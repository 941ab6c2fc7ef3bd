//! 例程参数（Routine parameters）
//!
//! A [`Params`] record is decoded once per intercepted call from the
//! routine's descriptor and owned by that call. Routines may replace a field
//! (typically a raw handle with the object it resolves to) so the post-call
//! trace shows what the call actually touched.

use std::fmt;

use emu_core::{EmuError, GuestMemory, Result};

use crate::handle::normalize_id;

/// How the raw bits of an argument are interpreted
#[derive(Debug, Clone, Copy, PartialEq, Eq)]
pub enum ParamKind {
    /// Plain integer of the given byte width
    Int(u8),
    Bool,
    Handle,
    Pointer,
    /// Pointer the routine writes through
    OutPointer,
    /// Pointer to a null-terminated narrow string
    Str,
    /// Pointer to a null-terminated UTF-16 string
    WStr,
}

/// Windows SDK type names
pub mod types {
    use super::ParamKind;

    pub const BYTE: ParamKind = ParamKind::Int(1);
    pub const DWORD: ParamKind = ParamKind::Int(4);
    pub const REGSAM: ParamKind = ParamKind::Int(4);
    pub const TOKEN_INFORMATION_CLASS: ParamKind = ParamKind::Int(4);
    pub const BOOL: ParamKind = ParamKind::Bool;

    pub const HANDLE: ParamKind = ParamKind::Handle;
    pub const HKEY: ParamKind = ParamKind::Handle;
    pub const SC_HANDLE: ParamKind = ParamKind::Handle;

    pub const POINTER: ParamKind = ParamKind::Pointer;
    pub const LPVOID: ParamKind = ParamKind::Pointer;
    pub const LPBYTE: ParamKind = ParamKind::Pointer;
    pub const LPSTR: ParamKind = ParamKind::Pointer;
    pub const LPWSTR: ParamKind = ParamKind::Pointer;
    pub const PSID: ParamKind = ParamKind::Pointer;
    pub const PSID_IDENTIFIER_AUTHORITY: ParamKind = ParamKind::Pointer;
    pub const LPSECURITY_ATTRIBUTES: ParamKind = ParamKind::Pointer;
    pub const PFILETIME: ParamKind = ParamKind::Pointer;

    pub const LPDWORD: ParamKind = ParamKind::OutPointer;
    pub const PDWORD: ParamKind = ParamKind::OutPointer;
    pub const PHKEY: ParamKind = ParamKind::OutPointer;
    pub const PHANDLE: ParamKind = ParamKind::OutPointer;
    pub const PBOOL: ParamKind = ParamKind::OutPointer;
    pub const PPSID: ParamKind = ParamKind::OutPointer;

    pub const LPCSTR: ParamKind = ParamKind::Str;
    pub const LPCWSTR: ParamKind = ParamKind::WStr;
}

/// Decoded argument
#[derive(Debug, Clone, PartialEq, Eq)]
pub enum ParamValue {
    Int(u64),
    Bool(bool),
    Handle(u64),
    Pointer(u64),
    /// String argument; `None` for a null pointer
    Str(Option<String>),
    /// Replacement text set by the routine
    Resolved(String),
}

impl fmt::Display for ParamValue {
    fn fmt(&self, f: &mut fmt::Formatter<'_>) -> fmt::Result {
        match self {
            ParamValue::Int(v) | ParamValue::Handle(v) | ParamValue::Pointer(v) => write!(f, "{v:#x}"),
            ParamValue::Bool(b) => f.write_str(if *b { "TRUE" } else { "FALSE" }),
            ParamValue::Str(Some(s)) => write!(f, "\"{s}\""),
            ParamValue::Str(None) => f.write_str("0x0"),
            ParamValue::Resolved(s) => f.write_str(s),
        }
    }
}

#[derive(Debug, Clone, PartialEq, Eq)]
pub struct Param {
    pub name: &'static str,
    pub kind: ParamKind,
    /// Bits as read from the argument slot
    pub raw: u64,
    pub value: ParamValue,
}

/// Ordered, typed arguments of one call
#[derive(Debug, Clone, Default, PartialEq, Eq)]
pub struct Params {
    fields: Vec<Param>,
}

impl Params {
    /// Decode `raws` against a descriptor's parameter list
    pub fn decode(
        decl: &[(&'static str, ParamKind)],
        raws: &[u64],
        mem: &dyn GuestMemory,
    ) -> Result<Self> {
        let mut fields = Vec::with_capacity(decl.len());
        for (&(name, kind), &raw) in decl.iter().zip(raws) {
            let (raw, value) = match kind {
                ParamKind::Int(width) => {
                    let raw = raw & emu_arch::isa::width_mask(8 * width as u32);
                    (raw, ParamValue::Int(raw))
                }
                ParamKind::Bool => (raw, ParamValue::Bool(raw as u32 != 0)),
                ParamKind::Handle => {
                    let raw = normalize_id(raw);
                    (raw, ParamValue::Handle(raw))
                }
                ParamKind::Pointer | ParamKind::OutPointer => (raw, ParamValue::Pointer(raw)),
                ParamKind::Str => {
                    let s = if raw == 0 { None } else { Some(mem.read_cstring(raw)?) };
                    (raw, ParamValue::Str(s))
                }
                ParamKind::WStr => {
                    let s = if raw == 0 { None } else { Some(mem.read_wstring(raw)?) };
                    (raw, ParamValue::Str(s))
                }
            };
            fields.push(Param { name, kind, raw, value });
        }
        Ok(Self { fields })
    }

    fn field(&self, name: &str) -> Result<&Param> {
        self.fields
            .iter()
            .find(|p| p.name == name)
            .ok_or_else(|| EmuError::MissingParam(name.to_string()))
    }

    pub fn contains(&self, name: &str) -> bool {
        self.fields.iter().any(|p| p.name == name)
    }

    /// Argument bits regardless of kind
    pub fn raw(&self, name: &str) -> Result<u64> {
        Ok(self.field(name)?.raw)
    }

    pub fn int(&self, name: &str) -> Result<u64> {
        let p = self.field(name)?;
        match p.kind {
            ParamKind::Int(_) | ParamKind::Bool => Ok(p.raw),
            _ => Err(EmuError::ParamType {
                name: name.to_string(),
                expected: "an integer",
            }),
        }
    }

    pub fn handle(&self, name: &str) -> Result<u64> {
        let p = self.field(name)?;
        match p.kind {
            ParamKind::Handle => Ok(p.raw),
            _ => Err(EmuError::ParamType {
                name: name.to_string(),
                expected: "a handle",
            }),
        }
    }

    pub fn ptr(&self, name: &str) -> Result<u64> {
        let p = self.field(name)?;
        match p.kind {
            ParamKind::Pointer | ParamKind::OutPointer | ParamKind::Str | ParamKind::WStr => Ok(p.raw),
            _ => Err(EmuError::ParamType {
                name: name.to_string(),
                expected: "a pointer",
            }),
        }
    }

    /// Decoded string; `None` when the guest passed a null pointer
    pub fn str(&self, name: &str) -> Result<Option<&str>> {
        match &self.field(name)?.value {
            ParamValue::Str(s) => Ok(s.as_deref()),
            _ => Err(EmuError::ParamType {
                name: name.to_string(),
                expected: "a string",
            }),
        }
    }

    pub fn value(&self, name: &str) -> Result<&ParamValue> {
        Ok(&self.field(name)?.value)
    }

    /// Replace the decoded value of `name`; the raw bits stay available
    pub fn set(&mut self, name: &str, value: ParamValue) -> Result<()> {
        let p = self
            .fields
            .iter_mut()
            .find(|p| p.name == name)
            .ok_or_else(|| EmuError::MissingParam(name.to_string()))?;
        p.value = value;
        Ok(())
    }

    pub fn iter(&self) -> impl Iterator<Item = &Param> {
        self.fields.iter()
    }

    pub fn len(&self) -> usize {
        self.fields.len()
    }

    pub fn is_empty(&self) -> bool {
        self.fields.is_empty()
    }
}

/// `a = 0x1, b = "text"`
impl fmt::Display for Params {
    fn fmt(&self, f: &mut fmt::Formatter<'_>) -> fmt::Result {
        for (i, p) in self.fields.iter().enumerate() {
            if i > 0 {
                f.write_str(", ")?;
            }
            write!(f, "{} = {}", p.name, p.value)?;
        }
        Ok(())
    }
}

#[cfg(test)]
mod tests {
    use super::types::*;
    use super::*;
    use emu_core::{Endian, GuestArch, SoftMemory};

    const DECL: &[(&str, ParamKind)] = &[
        ("hKey", HKEY),
        ("lpSubKey", LPCSTR),
        ("lpName", LPCWSTR),
        ("nCount", BYTE),
        ("phkResult", PHKEY),
    ];

    fn mem() -> SoftMemory {
        let mut mem = SoftMemory::new(GuestArch::X8664, Endian::Little);
        mem.map(0x1000, 0x1000, "data").unwrap();
        mem.write_cstring(0x1000, "Software").unwrap();
        mem.write_wstring(0x1100, "Wide").unwrap();
        mem
    }

    #[test]
    fn test_decode_by_kind() {
        let raws = [0xffff_ffff_8000_0002, 0x1000, 0x1100, 0x1_0000_0103, 0x2000];
        let params = Params::decode(DECL, &raws, &mem()).unwrap();
        assert_eq!(params.handle("hKey").unwrap(), 0x8000_0002);
        assert_eq!(params.str("lpSubKey").unwrap(), Some("Software"));
        assert_eq!(params.str("lpName").unwrap(), Some("Wide"));
        assert_eq!(params.int("nCount").unwrap(), 3);
        assert_eq!(params.ptr("phkResult").unwrap(), 0x2000);
    }

    #[test]
    fn test_null_string() {
        let params = Params::decode(DECL, &[0, 0, 0, 0, 0], &mem()).unwrap();
        assert_eq!(params.str("lpSubKey").unwrap(), None);
        assert_eq!(params.to_string().matches("0x0").count(), 5);
    }

    #[test]
    fn test_accessor_errors() {
        let params = Params::decode(DECL, &[0, 0, 0, 0, 0], &mem()).unwrap();
        assert_eq!(params.raw("missing"), Err(EmuError::MissingParam("missing".into())));
        assert!(matches!(params.int("hKey"), Err(EmuError::ParamType { .. })));
        assert!(matches!(params.str("phkResult"), Err(EmuError::ParamType { .. })));
    }

    #[test]
    fn test_set_shows_in_display() {
        let mut params = Params::decode(DECL, &[0x8000_0002, 0x1000, 0, 1, 0], &mem()).unwrap();
        params
            .set("hKey", ParamValue::Resolved("HKEY_LOCAL_MACHINE".into()))
            .unwrap();
        assert_eq!(params.raw("hKey").unwrap(), 0x8000_0002);
        assert_eq!(
            params.to_string(),
            "hKey = HKEY_LOCAL_MACHINE, lpSubKey = \"Software\", lpName = 0x0, nCount = 0x1, phkResult = 0x0"
        );
    }
}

TASK DESCRIPTION: Exactly as they stand, set down the lines from the top of the data through the line with "routine writes through".

WRITTEN ANSWER:
repository 941ab6c2fc7ef3bd
//! 例程参数（Routine parameters）
//!
//! A [`Params`] record is decoded once per intercepted call from the
//! routine's descriptor and owned by that call. Routines may replace a field
//! (typically a raw handle with the object it resolves to) so the post-call
//! trace shows what the call actually touched.

use std::fmt;

use emu_core::{EmuError, GuestMemory, Result};

use crate::handle::normalize_id;

/// How the raw bits of an argument are interpreted
#[derive(Debug, Clone, Copy, PartialEq, Eq)]
pub enum ParamKind {
    /// Plain integer of the given byte width
    Int(u8),
    Bool,
    Handle,
    Pointer,
    /// Pointer the routine writes through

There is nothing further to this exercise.